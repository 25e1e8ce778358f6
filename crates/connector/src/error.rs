use thiserror::Error;

use relay_middleware::TransportError;

/// Failure talking to a remote HTTP source
#[derive(Error, Debug)]
pub enum FetchError {
    #[error("HTTP request failed: {0}")]
    Http(#[from] reqwest::Error),
    #[error("{url} returned HTTP {status}")]
    Status { url: String, status: u16 },
}

/// Failure of one polling cycle of a source adapter
#[derive(Error, Debug)]
pub enum SourceError {
    #[error(transparent)]
    Fetch(#[from] FetchError),
    #[error("authentication failed: {0}")]
    Auth(String),
    #[error("malformed response: {0}")]
    Malformed(String),
    #[error("configuration error: {0}")]
    Config(String),
    #[error("fatal: {0}")]
    Fatal(String),
}

impl SourceError {
    /// Recoverable errors fail the current cycle only; the next cycle retries.
    pub fn is_recoverable(&self) -> bool {
        !matches!(self, SourceError::Fatal(_) | SourceError::Config(_))
    }
}

impl From<reqwest::Error> for SourceError {
    fn from(e: reqwest::Error) -> Self {
        SourceError::Fetch(FetchError::Http(e))
    }
}

#[derive(Error, Debug)]
pub enum PublishError {
    #[error("serialization failed: {0}")]
    Serialize(#[from] serde_json::Error),
    #[error("transport error: {0}")]
    Transport(#[from] TransportError),
}

#[derive(Error, Debug)]
pub enum ResolverError {
    #[error("unsupported source: {0}")]
    UnsupportedSource(String),
    #[error("missing key: {0}")]
    MissingKey(String),
}

#[derive(Error, Debug)]
pub enum LoggerError {
    #[error("transport error: {0}")]
    Transport(#[from] TransportError),
    #[error("io error: {0}")]
    Io(#[from] std::io::Error),
}
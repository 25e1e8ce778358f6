//! Source definitions: which remote feeds to poll and which platforms they carry

use serde::{Deserialize, Serialize};
use std::collections::{HashMap, HashSet};
use std::path::Path;

use crate::error::MetadataError;

/// Default polling interval for a source
pub const DEFAULT_INTERVAL_SECS: u64 = 30;

/// Public FR24 zone feed covering the EUREC4A operations area
pub const DEFAULT_FR24_URL: &str = "https://data-live.flightradar24.com/zones/fcgi/feed.js?bounds=15.73,12.90,-64.55,-49.82&faa=1&satellite=1&mlat=1&flarm=1&adsb=1&gnd=1&air=1&vehicles=1&estimated=1&maxage=14400&gliders=1&stats=1&ems=1";

pub const DEFAULT_SWIFT_URL: &str = "http://swiftserver.apl.washington.edu";

pub const DEFAULT_WGMS_URL: &str = "https://apl-uw.wgms.com";

#[derive(Debug, Clone, Serialize, Deserialize, PartialEq)]
pub struct TrackedAircraft {
    /// Registration or callsign as it appears in the feed (e.g. "D-ADLR")
    pub callsign: String,
    pub platform_id: String,
}

#[derive(Debug, Clone, Serialize, Deserialize)]
pub struct Fr24Config {
    #[serde(default = "default_fr24_url")]
    pub url: String,
    pub aircraft: Vec<TrackedAircraft>,
}

#[derive(Debug, Clone, Serialize, Deserialize)]
pub struct SwiftConfig {
    #[serde(default = "default_swift_url")]
    pub base_url: String,
    pub buoys: Vec<String>,
    #[serde(default = "default_max_age_days")]
    pub max_age_days: u32,
}

#[derive(Debug, Clone, Serialize, Deserialize)]
pub struct WgmsCredentials {
    /// Key source for the login name (e.g. `env:WGMS_LOGIN`)
    pub login: String,
    /// Key source for the password (e.g. `env:WGMS_PASSWORD`)
    pub password: String,
    pub org: String,
}

#[derive(Debug, Clone, Serialize, Deserialize, PartialEq)]
pub struct WgmsVehicle {
    pub platform_id: String,
    /// View id of the exported "VehicleParsedOutput" records for this vehicle
    pub record_id: u64,
}

#[derive(Debug, Clone, Serialize, Deserialize)]
pub struct WgmsConfig {
    #[serde(default = "default_wgms_url")]
    pub base_url: String,
    pub credentials: WgmsCredentials,
    #[serde(default = "default_entity_type")]
    pub entity_type: u32,
    pub vehicles: Vec<WgmsVehicle>,
}

#[derive(Debug, Clone, Serialize, Deserialize, PartialEq)]
pub struct NmeaAsset {
    pub asset: String,
    pub platform_id: String,
}

#[derive(Debug, Clone, Serialize, Deserialize)]
pub struct NmeaConfig {
    /// Document URL; `{asset}` is replaced by the asset name
    pub url_template: String,
    pub assets: Vec<NmeaAsset>,
    #[serde(default = "default_throttle_secs")]
    pub throttle_secs: u64,
    #[serde(default = "default_delimiter")]
    pub delimiter: String,
}

impl NmeaConfig {
    pub fn url_for(&self, asset: &str) -> String {
        self.url_template.replace("{asset}", asset)
    }
}

#[derive(Debug, Clone, Serialize, Deserialize)]
#[serde(tag = "type", rename_all = "snake_case")]
pub enum SourceKind {
    Fr24(Fr24Config),
    Swift(SwiftConfig),
    Wgms(WgmsConfig),
    Nmea(NmeaConfig),
}

#[derive(Debug, Clone, Serialize, Deserialize)]
pub struct SourceConfig {
    pub name: String,
    #[serde(default = "default_interval_secs")]
    pub interval_secs: u64,
    #[serde(flatten)]
    pub kind: SourceKind,
}

#[derive(Debug, Clone, Serialize, Deserialize)]
pub struct SourcesConfig {
    pub sources: Vec<SourceConfig>,
}

fn default_fr24_url() -> String {
    DEFAULT_FR24_URL.to_string()
}

fn default_swift_url() -> String {
    DEFAULT_SWIFT_URL.to_string()
}

fn default_wgms_url() -> String {
    DEFAULT_WGMS_URL.to_string()
}

fn default_max_age_days() -> u32 {
    10
}

fn default_entity_type() -> u32 {
    42
}

fn default_throttle_secs() -> u64 {
    5
}

fn default_delimiter() -> String {
    "\n".to_string()
}

fn default_interval_secs() -> u64 {
    DEFAULT_INTERVAL_SECS
}

/// Strip everything that would break a single NATS subject token.
/// `/` becomes `-`; token separators, wildcards and whitespace are dropped.
pub fn sanitize_subject_token(raw: &str) -> String {
    raw.chars()
        .filter_map(|c| match c {
            '/' => Some('-'),
            c if c.is_ascii_alphanumeric() || c == '-' || c == '_' => Some(c),
            _ => None,
        })
        .collect()
}

fn check_url(source: &str, url: &str) -> Result<(), MetadataError> {
    url::Url::parse(url)
        .map(|_| ())
        .map_err(|e| MetadataError::Validation(format!("source {}: invalid url {}: {}", source, url, e)))
}

impl SourcesConfig {
    pub fn load(path: &Path) -> Result<Self, MetadataError> {
        let content = std::fs::read_to_string(path)?;
        let config: SourcesConfig = serde_yaml::from_str(&content)?;
        config.validate()?;
        Ok(config)
    }

    pub fn validate(&self) -> Result<(), MetadataError> {
        if self.sources.is_empty() {
            return Err(MetadataError::Validation("no sources configured".to_string()));
        }

        let mut names = HashSet::new();
        for source in &self.sources {
            if source.name.trim().is_empty() {
                return Err(MetadataError::Validation("source name is empty".to_string()));
            }
            if !names.insert(source.name.as_str()) {
                return Err(MetadataError::Validation(format!(
                    "duplicate source name: {}",
                    source.name
                )));
            }
            if source.interval_secs == 0 {
                return Err(MetadataError::Validation(format!(
                    "source {}: interval_secs must be positive",
                    source.name
                )));
            }
            source.kind.validate(&source.name)?;
        }
        self.check_platform_tokens()
    }

    /// Distinct platform ids must render to distinct subject tokens, or their
    /// retained values would overwrite each other.
    fn check_platform_tokens(&self) -> Result<(), MetadataError> {
        let mut tokens: HashMap<String, &str> = HashMap::new();
        for source in &self.sources {
            for id in source.kind.platform_ids() {
                let token = sanitize_subject_token(id);
                if token.is_empty() {
                    return Err(MetadataError::Validation(format!(
                        "source {}: platform id {:?} has no usable subject characters",
                        source.name, id
                    )));
                }
                let first = *tokens.entry(token.clone()).or_insert(id);
                if first != id {
                    return Err(MetadataError::Validation(format!(
                        "source {}: platform ids {:?} and {:?} share subject token {}",
                        source.name, first, id, token
                    )));
                }
            }
        }
        Ok(())
    }
}

impl SourceKind {
    /// Platform ids this source publishes under
    pub fn platform_ids(&self) -> Vec<&str> {
        match self {
            SourceKind::Fr24(c) => c.aircraft.iter().map(|a| a.platform_id.as_str()).collect(),
            SourceKind::Swift(c) => c.buoys.iter().map(String::as_str).collect(),
            SourceKind::Wgms(c) => c.vehicles.iter().map(|v| v.platform_id.as_str()).collect(),
            SourceKind::Nmea(c) => c.assets.iter().map(|a| a.platform_id.as_str()).collect(),
        }
    }

    fn validate(&self, name: &str) -> Result<(), MetadataError> {
        match self {
            SourceKind::Fr24(c) => {
                check_url(name, &c.url)?;
                if c.aircraft.is_empty() {
                    return Err(MetadataError::Validation(format!("source {}: no aircraft", name)));
                }
            }
            SourceKind::Swift(c) => {
                check_url(name, &c.base_url)?;
                if c.buoys.is_empty() {
                    return Err(MetadataError::Validation(format!("source {}: no buoys", name)));
                }
            }
            SourceKind::Wgms(c) => {
                check_url(name, &c.base_url)?;
                if c.vehicles.is_empty() {
                    return Err(MetadataError::Validation(format!("source {}: no vehicles", name)));
                }
            }
            SourceKind::Nmea(c) => {
                if c.assets.is_empty() {
                    return Err(MetadataError::Validation(format!("source {}: no assets", name)));
                }
                if c.assets.len() > 1 && !c.url_template.contains("{asset}") {
                    return Err(MetadataError::Validation(format!(
                        "source {}: url_template needs an {{asset}} placeholder for several assets",
                        name
                    )));
                }
                if c.delimiter.is_empty() {
                    return Err(MetadataError::Validation(format!(
                        "source {}: delimiter is empty",
                        name
                    )));
                }
                for asset in &c.assets {
                    check_url(name, &c.url_for(&asset.asset))?;
                }
            }
        }
        Ok(())
    }
}

#[cfg(test)]
mod tests {
    use super::*;
    use std::io::Write;

    const SAMPLE: &str = r#"
sources:
  - name: halo
    type: fr24
    aircraft:
      - callsign: D-ADLR
        platform_id: HALO
  - name: swift
    type: swift
    interval_secs: 60
    buoys:
      - SWIFT 16
      - SWIFT 17
  - name: gliders
    type: wgms
    credentials:
      login: env:WGMS_LOGIN
      password: env:WGMS_PASSWORD
      org: APL-UW
    vehicles:
      - platform_id: SV3-245
        record_id: 74446
  - name: ship
    type: nmea
    interval_secs: 5
    url_template: https://seb.noaa.gov/pub/flight/aamps_ingest/ship/{asset}.txt
    assets:
      - asset: 33RO
        platform_id: RHB
"#;

    #[test]
    fn test_load_sources() {
        let mut file = tempfile::NamedTempFile::new().unwrap();
        write!(file, "{}", SAMPLE).unwrap();

        let config = SourcesConfig::load(file.path()).unwrap();
        assert_eq!(config.sources.len(), 4);

        let halo = &config.sources[0];
        assert_eq!(halo.interval_secs, DEFAULT_INTERVAL_SECS);
        match &halo.kind {
            SourceKind::Fr24(c) => {
                assert_eq!(c.url, DEFAULT_FR24_URL);
                assert_eq!(c.aircraft[0].platform_id, "HALO");
            }
            other => panic!("expected fr24, got {:?}", other),
        }

        match &config.sources[1].kind {
            SourceKind::Swift(c) => {
                assert_eq!(c.buoys, vec!["SWIFT 16", "SWIFT 17"]);
                assert_eq!(c.max_age_days, 10);
            }
            other => panic!("expected swift, got {:?}", other),
        }

        match &config.sources[2].kind {
            SourceKind::Wgms(c) => {
                assert_eq!(c.entity_type, 42);
                assert_eq!(c.vehicles[0].record_id, 74446);
            }
            other => panic!("expected wgms, got {:?}", other),
        }

        match &config.sources[3].kind {
            SourceKind::Nmea(c) => {
                assert_eq!(c.throttle_secs, 5);
                assert_eq!(c.delimiter, "\n");
                assert_eq!(
                    c.url_for("33RO"),
                    "https://seb.noaa.gov/pub/flight/aamps_ingest/ship/33RO.txt"
                );
            }
            other => panic!("expected nmea, got {:?}", other),
        }
    }

    #[test]
    fn test_duplicate_names_rejected() {
        let config: SourcesConfig = serde_yaml::from_str(
            r#"
sources:
  - name: a
    type: swift
    buoys: [SWIFT 16]
  - name: a
    type: swift
    buoys: [SWIFT 17]
"#,
        )
        .unwrap();
        let err = config.validate().unwrap_err();
        assert!(err.to_string().contains("duplicate"));
    }

    #[test]
    fn test_colliding_platform_ids_rejected() {
        let config: SourcesConfig = serde_yaml::from_str(
            r#"
sources:
  - name: swift
    type: swift
    buoys: [SWIFT 16]
  - name: more-swift
    type: swift
    buoys: [SWIFT16]
"#,
        )
        .unwrap();
        let err = config.validate().unwrap_err();
        assert!(err.to_string().contains("share subject token SWIFT16"));
    }

    #[test]
    fn test_same_platform_in_two_sources_allowed() {
        let config: SourcesConfig = serde_yaml::from_str(
            r#"
sources:
  - name: halo
    type: fr24
    aircraft:
      - callsign: D-ADLR
        platform_id: HALO
  - name: halo-backup
    type: fr24
    aircraft:
      - callsign: DLR1
        platform_id: HALO
"#,
        )
        .unwrap();
        assert!(config.validate().is_ok());
    }

    #[test]
    fn test_platform_id_without_subject_characters_rejected() {
        let config: SourcesConfig = serde_yaml::from_str(
            r#"
sources:
  - name: swift
    type: swift
    buoys: ["..."]
"#,
        )
        .unwrap();
        assert!(config.validate().is_err());
    }

    #[test]
    fn test_sanitize_subject_token() {
        assert_eq!(sanitize_subject_token("SWIFT 16"), "SWIFT16");
        assert_eq!(sanitize_subject_token("A/B.C*D>"), "A-BCD");
    }

    #[test]
    fn test_zero_interval_rejected() {
        let config: SourcesConfig = serde_yaml::from_str(
            r#"
sources:
  - name: a
    type: swift
    interval_secs: 0
    buoys: [SWIFT 16]
"#,
        )
        .unwrap();
        assert!(config.validate().is_err());
    }

    #[test]
    fn test_nmea_template_requires_placeholder() {
        let config: SourcesConfig = serde_yaml::from_str(
            r#"
sources:
  - name: ships
    type: nmea
    url_template: https://example.org/track.txt
    assets:
      - asset: A
        platform_id: PA
      - asset: B
        platform_id: PB
"#,
        )
        .unwrap();
        assert!(config.validate().is_err());
    }

    #[test]
    fn test_invalid_url_rejected() {
        let config: SourcesConfig = serde_yaml::from_str(
            r#"
sources:
  - name: halo
    type: fr24
    url: not a url
    aircraft:
      - callsign: D-ADLR
        platform_id: HALO
"#,
        )
        .unwrap();
        assert!(matches!(config.validate(), Err(MetadataError::Validation(_))));
    }
}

▸ PROBLEM TO SOLVE: If a line in the entries contains the word "matches", copy that line out.

▸ SOLUTION:
        !matches!(self, SourceError::Fatal(_) | SourceError::Config(_))
        assert!(matches!(config.validate(), Err(MetadataError::Validation(_))));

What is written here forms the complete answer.